## [Directions]
The answer should consist of each line below that contains the word "usize".
Top of Records for the task
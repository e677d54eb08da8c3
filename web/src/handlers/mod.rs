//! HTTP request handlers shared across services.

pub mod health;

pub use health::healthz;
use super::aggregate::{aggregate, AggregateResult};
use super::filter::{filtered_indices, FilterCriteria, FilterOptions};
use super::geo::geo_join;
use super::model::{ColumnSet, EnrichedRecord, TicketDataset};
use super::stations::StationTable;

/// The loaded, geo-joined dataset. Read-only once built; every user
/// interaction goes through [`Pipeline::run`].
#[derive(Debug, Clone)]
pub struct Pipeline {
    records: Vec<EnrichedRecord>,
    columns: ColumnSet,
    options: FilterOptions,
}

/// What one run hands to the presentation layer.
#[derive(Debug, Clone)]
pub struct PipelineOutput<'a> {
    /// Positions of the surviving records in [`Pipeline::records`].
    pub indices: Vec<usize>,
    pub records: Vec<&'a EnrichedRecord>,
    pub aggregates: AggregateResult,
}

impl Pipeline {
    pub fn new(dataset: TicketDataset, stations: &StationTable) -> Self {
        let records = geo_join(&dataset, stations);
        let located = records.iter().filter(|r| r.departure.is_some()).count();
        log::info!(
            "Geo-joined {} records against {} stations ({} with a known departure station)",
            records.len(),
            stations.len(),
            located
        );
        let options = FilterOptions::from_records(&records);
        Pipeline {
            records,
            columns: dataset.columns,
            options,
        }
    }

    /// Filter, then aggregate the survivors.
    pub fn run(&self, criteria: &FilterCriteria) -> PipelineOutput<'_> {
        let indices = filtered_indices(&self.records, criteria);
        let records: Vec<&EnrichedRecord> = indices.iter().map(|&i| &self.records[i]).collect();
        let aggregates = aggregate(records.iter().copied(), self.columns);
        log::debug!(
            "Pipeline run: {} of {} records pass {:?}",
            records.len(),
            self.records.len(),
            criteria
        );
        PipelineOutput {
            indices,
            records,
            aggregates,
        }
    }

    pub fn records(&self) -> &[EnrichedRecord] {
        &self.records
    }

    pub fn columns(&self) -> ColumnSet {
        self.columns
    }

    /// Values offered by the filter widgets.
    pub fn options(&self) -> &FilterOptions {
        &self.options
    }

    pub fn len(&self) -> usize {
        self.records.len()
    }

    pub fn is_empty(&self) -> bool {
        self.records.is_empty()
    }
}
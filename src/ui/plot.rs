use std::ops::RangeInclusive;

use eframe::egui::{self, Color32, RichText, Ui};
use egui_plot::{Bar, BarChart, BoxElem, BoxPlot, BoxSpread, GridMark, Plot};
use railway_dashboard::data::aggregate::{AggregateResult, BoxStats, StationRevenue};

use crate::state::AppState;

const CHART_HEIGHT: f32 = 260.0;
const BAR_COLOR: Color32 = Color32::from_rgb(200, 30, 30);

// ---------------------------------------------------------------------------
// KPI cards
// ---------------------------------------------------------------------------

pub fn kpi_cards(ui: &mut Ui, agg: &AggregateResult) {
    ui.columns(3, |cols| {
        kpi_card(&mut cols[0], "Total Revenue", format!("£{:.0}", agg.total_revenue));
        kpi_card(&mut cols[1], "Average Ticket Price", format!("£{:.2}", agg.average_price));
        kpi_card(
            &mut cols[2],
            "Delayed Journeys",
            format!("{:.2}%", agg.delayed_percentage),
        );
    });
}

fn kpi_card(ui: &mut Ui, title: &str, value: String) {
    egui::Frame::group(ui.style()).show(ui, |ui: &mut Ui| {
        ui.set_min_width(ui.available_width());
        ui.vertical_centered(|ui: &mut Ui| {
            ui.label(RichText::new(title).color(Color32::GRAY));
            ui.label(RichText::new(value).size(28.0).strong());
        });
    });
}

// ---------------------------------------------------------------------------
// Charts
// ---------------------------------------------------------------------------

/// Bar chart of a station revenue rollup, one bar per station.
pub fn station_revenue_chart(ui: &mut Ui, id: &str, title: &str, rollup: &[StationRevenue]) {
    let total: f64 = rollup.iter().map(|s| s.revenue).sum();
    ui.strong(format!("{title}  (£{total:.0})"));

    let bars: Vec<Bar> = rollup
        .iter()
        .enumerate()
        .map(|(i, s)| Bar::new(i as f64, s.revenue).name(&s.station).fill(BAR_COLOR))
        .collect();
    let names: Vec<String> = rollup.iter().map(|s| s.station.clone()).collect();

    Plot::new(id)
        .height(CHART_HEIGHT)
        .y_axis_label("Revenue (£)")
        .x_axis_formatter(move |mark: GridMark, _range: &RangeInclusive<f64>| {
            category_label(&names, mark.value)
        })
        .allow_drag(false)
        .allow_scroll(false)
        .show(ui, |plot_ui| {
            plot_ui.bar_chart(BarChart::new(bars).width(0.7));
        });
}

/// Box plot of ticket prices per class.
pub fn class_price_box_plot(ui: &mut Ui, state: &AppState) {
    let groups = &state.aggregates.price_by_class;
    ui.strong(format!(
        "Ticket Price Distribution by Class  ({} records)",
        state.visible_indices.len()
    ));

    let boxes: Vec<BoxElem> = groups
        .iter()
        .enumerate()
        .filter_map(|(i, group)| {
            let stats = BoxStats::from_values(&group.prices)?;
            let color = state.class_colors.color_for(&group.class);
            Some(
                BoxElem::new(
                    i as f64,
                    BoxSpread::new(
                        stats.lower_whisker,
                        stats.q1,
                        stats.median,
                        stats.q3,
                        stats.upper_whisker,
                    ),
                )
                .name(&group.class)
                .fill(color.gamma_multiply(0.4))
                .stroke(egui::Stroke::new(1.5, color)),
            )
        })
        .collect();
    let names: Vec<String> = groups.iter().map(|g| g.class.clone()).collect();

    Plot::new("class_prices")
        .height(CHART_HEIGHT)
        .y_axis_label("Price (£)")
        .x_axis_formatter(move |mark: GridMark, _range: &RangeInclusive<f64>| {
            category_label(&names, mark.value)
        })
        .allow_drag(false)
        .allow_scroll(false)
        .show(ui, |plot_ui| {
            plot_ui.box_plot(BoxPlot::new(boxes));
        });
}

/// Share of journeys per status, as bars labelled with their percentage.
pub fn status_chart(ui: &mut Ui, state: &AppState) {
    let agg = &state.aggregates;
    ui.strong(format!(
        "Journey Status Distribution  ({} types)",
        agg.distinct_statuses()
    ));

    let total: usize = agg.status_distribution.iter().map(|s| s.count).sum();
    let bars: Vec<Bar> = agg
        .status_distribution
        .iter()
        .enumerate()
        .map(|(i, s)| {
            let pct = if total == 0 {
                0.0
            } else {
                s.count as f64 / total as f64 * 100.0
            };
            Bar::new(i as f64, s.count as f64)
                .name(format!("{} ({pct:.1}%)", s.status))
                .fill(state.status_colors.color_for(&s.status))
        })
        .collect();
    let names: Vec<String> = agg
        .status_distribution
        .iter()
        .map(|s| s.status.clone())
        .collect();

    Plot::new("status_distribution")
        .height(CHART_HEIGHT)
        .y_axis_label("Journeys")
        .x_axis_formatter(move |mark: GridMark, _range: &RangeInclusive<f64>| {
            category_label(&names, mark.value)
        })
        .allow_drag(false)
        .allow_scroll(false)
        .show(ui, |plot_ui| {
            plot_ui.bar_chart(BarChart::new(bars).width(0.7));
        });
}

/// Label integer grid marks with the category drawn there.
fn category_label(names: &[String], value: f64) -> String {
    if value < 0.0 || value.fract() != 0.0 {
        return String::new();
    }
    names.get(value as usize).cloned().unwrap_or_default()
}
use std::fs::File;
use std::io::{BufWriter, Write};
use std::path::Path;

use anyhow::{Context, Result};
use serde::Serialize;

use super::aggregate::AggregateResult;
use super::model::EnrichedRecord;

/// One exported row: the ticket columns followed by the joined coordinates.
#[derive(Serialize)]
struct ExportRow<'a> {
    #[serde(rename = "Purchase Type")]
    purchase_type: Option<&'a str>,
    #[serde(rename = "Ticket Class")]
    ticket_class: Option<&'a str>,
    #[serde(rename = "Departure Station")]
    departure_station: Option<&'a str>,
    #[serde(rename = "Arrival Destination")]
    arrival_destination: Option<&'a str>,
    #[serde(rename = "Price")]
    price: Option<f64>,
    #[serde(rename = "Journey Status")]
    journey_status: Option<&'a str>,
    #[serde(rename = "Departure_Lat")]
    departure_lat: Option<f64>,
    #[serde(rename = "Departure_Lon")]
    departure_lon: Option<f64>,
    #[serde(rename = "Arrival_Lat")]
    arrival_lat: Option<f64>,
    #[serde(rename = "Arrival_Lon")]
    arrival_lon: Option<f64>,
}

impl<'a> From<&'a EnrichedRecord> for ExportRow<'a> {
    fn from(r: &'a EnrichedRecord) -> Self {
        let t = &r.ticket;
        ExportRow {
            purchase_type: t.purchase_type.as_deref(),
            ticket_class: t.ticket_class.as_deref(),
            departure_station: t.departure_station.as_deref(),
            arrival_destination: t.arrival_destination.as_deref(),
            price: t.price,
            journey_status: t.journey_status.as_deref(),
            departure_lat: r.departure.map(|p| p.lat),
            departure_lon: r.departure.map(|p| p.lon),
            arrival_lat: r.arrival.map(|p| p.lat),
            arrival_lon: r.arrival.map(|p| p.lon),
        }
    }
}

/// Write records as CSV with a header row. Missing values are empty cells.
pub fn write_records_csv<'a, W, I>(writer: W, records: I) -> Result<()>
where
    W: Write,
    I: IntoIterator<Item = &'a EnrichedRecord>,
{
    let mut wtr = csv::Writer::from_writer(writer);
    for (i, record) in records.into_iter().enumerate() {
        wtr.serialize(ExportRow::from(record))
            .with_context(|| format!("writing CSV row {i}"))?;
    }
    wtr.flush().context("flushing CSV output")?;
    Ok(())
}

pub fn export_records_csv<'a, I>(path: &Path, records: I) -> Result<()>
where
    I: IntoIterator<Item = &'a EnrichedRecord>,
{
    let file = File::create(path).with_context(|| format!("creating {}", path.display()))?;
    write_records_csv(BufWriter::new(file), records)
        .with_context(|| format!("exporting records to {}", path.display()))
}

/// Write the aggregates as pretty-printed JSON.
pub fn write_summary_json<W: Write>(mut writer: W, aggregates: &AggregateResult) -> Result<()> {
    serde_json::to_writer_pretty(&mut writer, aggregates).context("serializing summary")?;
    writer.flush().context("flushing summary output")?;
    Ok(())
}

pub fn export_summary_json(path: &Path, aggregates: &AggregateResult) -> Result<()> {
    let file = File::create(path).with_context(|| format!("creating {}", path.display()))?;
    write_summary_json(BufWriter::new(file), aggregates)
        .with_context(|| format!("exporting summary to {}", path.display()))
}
Bottom of Records for the task
## [Exercise answer]
    pub indices: Vec<usize>,
    pub fn len(&self) -> usize {
    let total: usize = agg.status_distribution.iter().map(|s| s.count).sum();
    names.get(value as usize).cloned().unwrap_or_default()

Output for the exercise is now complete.